#### [Problem description]
This exercise needs the complete data reproduced exactly.

Stored items:
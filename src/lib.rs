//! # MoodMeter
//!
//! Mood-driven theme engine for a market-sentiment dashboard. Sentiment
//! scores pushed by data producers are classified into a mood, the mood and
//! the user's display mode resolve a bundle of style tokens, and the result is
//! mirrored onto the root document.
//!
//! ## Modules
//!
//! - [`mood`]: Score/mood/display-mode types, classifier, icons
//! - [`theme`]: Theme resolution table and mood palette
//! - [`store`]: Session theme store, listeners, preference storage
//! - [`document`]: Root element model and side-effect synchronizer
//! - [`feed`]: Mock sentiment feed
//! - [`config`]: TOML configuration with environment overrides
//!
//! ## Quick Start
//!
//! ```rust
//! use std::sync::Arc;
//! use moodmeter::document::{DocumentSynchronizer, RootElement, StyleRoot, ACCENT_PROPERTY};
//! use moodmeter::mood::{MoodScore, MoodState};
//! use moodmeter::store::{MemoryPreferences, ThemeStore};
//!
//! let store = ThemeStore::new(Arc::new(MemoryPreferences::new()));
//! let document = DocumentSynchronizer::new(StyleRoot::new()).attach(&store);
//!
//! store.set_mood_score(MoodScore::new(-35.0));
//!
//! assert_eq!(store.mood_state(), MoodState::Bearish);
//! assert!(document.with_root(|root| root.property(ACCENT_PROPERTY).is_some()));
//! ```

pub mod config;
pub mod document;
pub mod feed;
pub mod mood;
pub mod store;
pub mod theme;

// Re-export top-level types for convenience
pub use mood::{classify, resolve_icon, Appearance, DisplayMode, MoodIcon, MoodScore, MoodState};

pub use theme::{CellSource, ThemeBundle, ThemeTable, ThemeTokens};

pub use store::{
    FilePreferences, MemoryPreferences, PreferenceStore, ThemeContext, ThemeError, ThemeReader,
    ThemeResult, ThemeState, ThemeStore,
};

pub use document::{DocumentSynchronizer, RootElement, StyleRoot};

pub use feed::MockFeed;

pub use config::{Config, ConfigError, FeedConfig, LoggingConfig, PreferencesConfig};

#### [Exercise output]
filename src/lib.rs
//! # MoodMeter
//!
//! Mood-driven theme engine for a market-sentiment dashboard. Sentiment
//! scores pushed by data producers are classified into a mood, the mood and
//! the user's display mode resolve a bundle of style tokens, and the result is
//! mirrored onto the root document.
//!
//! ## Modules
//!
//! - [`mood`]: Score/mood/display-mode types, classifier, icons
//! - [`theme`]: Theme resolution table and mood palette
//! - [`store`]: Session theme store, listeners, preference storage
//! - [`document`]: Root element model and side-effect synchronizer
//! - [`feed`]: Mock sentiment feed
//! - [`config`]: TOML configuration with environment overrides
//!
//! ## Quick Start
//!
//! ```rust
//! use std::sync::Arc;
//! use moodmeter::document::{DocumentSynchronizer, RootElement, StyleRoot, ACCENT_PROPERTY};
//! use moodmeter::mood::{MoodScore, MoodState};
//! use moodmeter::store::{MemoryPreferences, ThemeStore};
//!
//! let store = ThemeStore::new(Arc::new(MemoryPreferences::new()));
//! let document = DocumentSynchronizer::new(StyleRoot::new()).attach(&store);
//!
//! store.set_mood_score(MoodScore::new(-35.0));
//!
//! assert_eq!(store.mood_state(), MoodState::Bearish);
//! assert!(document.with_root(|root| root.property(ACCENT_PROPERTY).is_some()));
//! ```

pub mod config;
pub mod document;
pub mod feed;
pub mod mood;
pub mod store;
pub mod theme;

// Re-export top-level types for convenience
pub use mood::{classify, resolve_icon, Appearance, DisplayMode, MoodIcon, MoodScore, MoodState};

pub use theme::{CellSource, ThemeBundle, ThemeTable, ThemeTokens};

pub use store::{
    FilePreferences, MemoryPreferences, PreferenceStore, ThemeContext, ThemeError, ThemeReader,
    ThemeResult, ThemeState, ThemeStore,
};

pub use document::{DocumentSynchronizer, RootElement, StyleRoot};

pub use feed::MockFeed;

pub use config::{Config, ConfigError, FeedConfig, LoggingConfig, PreferencesConfig};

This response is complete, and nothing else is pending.